La primera vez que Toscano vivió los horrores de la violación fue a los nueve años. Fueron los paramilitares pero a su corta edad “no sabía, no entendía lo que había pasado”, dice a Efe en Bogotá.
“Era un niño y me quedé callado porque la persona que propició esa situación fue un familiar que me amenazó si decía lo que había pasado. Él estaba involucrado o era cómplice de los paramilitares”, dice Toscano, quien no considera regresar al Catatumbo porque de “allá solo hay malos recuerdos”.
Toscano fue violado otra vez, pero en esta ocasión fueron guerrilleros del ELN. Cierra los ojos y logra recordar: sucedió cuando viajaba en el camión de un amigo; les paró el ELN en un retén y los llevaron a una finca.
“Me violaron y me dejaron tirado. Luego encontré a mi amigo, al que también habían violado. Creo que esa era la forma en que la guerrilla demostraba el poder que tenían sobre el territorio”, dice.
Terminado el suplicio Toscano decidió salir de su región y buscar refugio en Bogotá aunque asegura que “lo de las violaciones es algo que no se borra nunca”.
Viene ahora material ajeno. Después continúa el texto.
//! Error-code taxonomy shared by jobs, renders and the API surface.

use schemars::JsonSchema;
use serde::{Deserialize, Serialize};
use std::fmt;

/// Stable error codes. These are the only codes surfaced beyond the core,
/// serialised in `Job.error` and `Render.error`.
#[derive(Debug, Clone, Copy, PartialEq, Eq, Hash, Serialize, Deserialize, JsonSchema)]
#[serde(rename_all = "snake_case")]
pub enum ErrorCode {
    // Input errors, never retried
    SourceUnreachable,
    UnrecognisedFormat,
    InvalidRequest,
    EmptySource,
    NoAudioTrack,

    // Transient errors, retried per policy
    ExternalModelTimeout,
    ExternalModelRateLimited,
    BlobStoreUnavailable,
    EncodeError,

    // Per-segment decode failures fail the owning render
    DecodeError,

    // Contract errors from plan validation
    InvalidPlan,
    UnrenderablePlan,
    InsufficientSignal,

    // Fatal errors, no retry
    OutputWriteError,
    CorruptIntermediate,

    // Lifecycle
    Cancelled,
    Conflict,
    Internal,
}

impl ErrorCode {
    pub fn as_str(&self) -> &'static str {
        match self {
            ErrorCode::SourceUnreachable => "source_unreachable",
            ErrorCode::UnrecognisedFormat => "unrecognised_format",
            ErrorCode::InvalidRequest => "invalid_request",
            ErrorCode::EmptySource => "empty_source",
            ErrorCode::NoAudioTrack => "no_audio_track",
            ErrorCode::ExternalModelTimeout => "external_model_timeout",
            ErrorCode::ExternalModelRateLimited => "external_model_rate_limited",
            ErrorCode::BlobStoreUnavailable => "blob_store_unavailable",
            ErrorCode::EncodeError => "encode_error",
            ErrorCode::DecodeError => "decode_error",
            ErrorCode::InvalidPlan => "invalid_plan",
            ErrorCode::UnrenderablePlan => "unrenderable_plan",
            ErrorCode::InsufficientSignal => "insufficient_signal",
            ErrorCode::OutputWriteError => "output_write_error",
            ErrorCode::CorruptIntermediate => "corrupt_intermediate",
            ErrorCode::Cancelled => "cancelled",
            ErrorCode::Conflict => "conflict",
            ErrorCode::Internal => "internal",
        }
    }

    /// Whether the supervisor may enqueue a successor after this failure.
    pub fn is_retryable(&self) -> bool {
        matches!(
            self,
            ErrorCode::ExternalModelTimeout
                | ErrorCode::ExternalModelRateLimited
                | ErrorCode::BlobStoreUnavailable
                | ErrorCode::EncodeError
                | ErrorCode::Internal
        )
    }
}

impl fmt::Display for ErrorCode {
    fn fmt(&self, f: &mut fmt::Formatter<'_>) -> fmt::Result {
        write!(f, "{}", self.as_str())
    }
}

#[cfg(test)]
mod tests {
    use super::*;

    #[test]
    fn test_retry_classification() {
        assert!(ErrorCode::ExternalModelTimeout.is_retryable());
        assert!(ErrorCode::EncodeError.is_retryable());
        assert!(!ErrorCode::SourceUnreachable.is_retryable());
        assert!(!ErrorCode::InvalidPlan.is_retryable());
        assert!(!ErrorCode::OutputWriteError.is_retryable());
        assert!(!ErrorCode::Cancelled.is_retryable());
    }

    #[test]
    fn test_wire_strings() {
        assert_eq!(
            serde_json::to_string(&ErrorCode::UnrenderablePlan).unwrap(),
            "\"unrenderable_plan\""
        );
    }
}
De su amigo supo después que se suicidó porque “no pudo con los traumas que le dejó la violación y otros problemas”.
BRUTALIDAD
El informe entregado a la JEP también recoge el caso de Alberto Coneo, que forma parte de la comunidad LGBTI, violado por paramilitares.
La agresión sexual de la que fue víctima sucedió en 1998 en la caribeña Santa Marta.
“Creo que si hubiera sido heterosexual no me habría pasado”, dice a Efe con voz entrecortada. No le dijo nada a su familia hasta que en 2019 en una jornada colectiva de denuncias de violencia sexual contra hombres decidió hablar.
Hasta ese momento Coneo se definía como una persona “agresiva” pero luego de “compartir mi testimonio con mucha gente me ha ayudado a quitarme esa cruz que llevaba a la espalda”.
Cuando se atrevió a hablar supo que su sobrino también pasó por lo mismo, agredido por “otro grupo violento diferente al que lo hizo conmigo” que casi lo deja ciego, porque lo golpearon brutalmente en la cara; sordo, porque un disparo le destruyó un oído, y casi mudo, porque le amarraron un alambre en el cuello y lo arrastraron.
La violación no le dejó solo huellas psicológicas, sino que como otros muchos, sufre de enfermedades que le afectan el colon y la próstata. Y dice: “aún no sé si puedo perdonar a los que me echaron a perder la vida”.
“Una cosa puedo decir y es que lo que me pasó no ha quedado enterrado pero trato de seguir mi vida, trabajando y estudiando. La idea es superarme y seguir adelante y animar a otras víctimas de la comunidad diversa, a los heterosexuales y a las mujeres para que denuncien si fueron víctimas de la violencia sexual en el conflicto”, subraya.